Debt, Emergency Fund, and Retirement Savings—In That Order
If you need to take care of any of the above, address them first. Kennard said the biggest priority should be paying off debt, followed by building an emergency fund covering three months of essential expenses.
“If you’ve got credit card debt or personal loans, that should be your priority,” he said. “Eliminating that interest with the bonus is better than almost any return you could get, especially if your regular income doesn’t allow for quick repayment.”
Split Strategy
Another approach, championed by Hall, is to split your bonus into “purpose-driven buckets.” Confused? Here’s a framework he uses with clients:
- Put 30% to 40% for wealth building in a brokerage account, Roth individual retirement account (IRA), or long-term investment
- Use 20% to 30% to pay down high-interest debt or top off your emergency fund
- Take 10% to 15% for something joyful or a lifestyle realignment. This is your guilt-free “treat yourself” money
- Put 10% to 15% toward your savings for bigger life goals
How To Invest Your Bonus Wisely
Most advisors agree that any money not needed immediately or within at least five years should ideally be invested to maximize its return.
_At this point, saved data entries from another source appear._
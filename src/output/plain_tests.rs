use super::*;
use crate::model::{OffendingColumn, OffendingFile, OffendingLine};
use crate::output::render;

fn offending_file() -> OffendingFile {
    let mut file = OffendingFile::new("page.html");
    file.push(OffendingLine::new(
        "<div style=\"color:red\">",
        2,
        vec![OffendingColumn::new(
            "STYLE",
            6,
            "Style attributes should belong in a .css or .less file.",
        )],
    ));
    file
}

#[test]
fn renders_header_locations_source_and_footer() {
    let mut formatter = PlainTextFormatter::new();
    let out = render(&[offending_file()], &mut formatter).unwrap();

    assert!(out.contains("[Checking for offenses in file: page.html]"));
    assert!(out.contains("Offenses located at line number: L2"));
    assert!(out.contains("-> STYLE offense located at column: C6."));
    assert!(out.contains("Style attributes should belong in a .css or .less file."));
    assert!(out.contains("Offending line: <div style=\"color:red\">"));
    assert!(out.contains("Number of Offenses: 1"));
}

#[test]
fn clean_file_reports_zero_offenses() {
    let mut formatter = PlainTextFormatter::new();
    let out = render(&[OffendingFile::new("clean.html")], &mut formatter).unwrap();

    assert!(out.contains("[Checking for offenses in file: clean.html]"));
    assert!(out.contains("Number of Offenses: 0"));
    assert!(!out.contains("Offenses located at line number"));
}

#[test]
fn header_precedes_line_sections() {
    let mut formatter = PlainTextFormatter::new();
    let out = render(&[offending_file()], &mut formatter).unwrap();

    let header = out.find("[Checking for offenses").unwrap();
    let line = out.find("Offenses located at line number").unwrap();
    let footer = out.find("Number of Offenses").unwrap();
    assert!(header < line && line < footer);
}

#[test]
fn contains_no_ansi_codes() {
    let mut formatter = PlainTextFormatter::new();
    let out = render(&[offending_file()], &mut formatter).unwrap();
    assert!(!out.contains("\x1b["));
}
Hall recommends using an IRA for retirement savings and a brokerage account for funds you need to access before retiring. He also advises using a low-cost, diversified exchange-traded fund strategy or direct indexing and, once you’ve decided where to invest, automating your payments.
Tip
The average bonus in 2024 for private-sector workers was 2.8% of total compensation. For someone earning $70,000 annually, that translates to just under $2,000.
The Bottom Line
How you spend a bonus depends a lot on your finances. If you have high-interest debt, it may be wise to focus on that first, followed by building an emergency fund, and then saving for retirement or other major goals.
Spending the funds this way isn’t as exciting or fun as, say, planning to take a holiday. However, it should leave you better placed financially and make it easier to treat yourself in the future without running into financial trouble.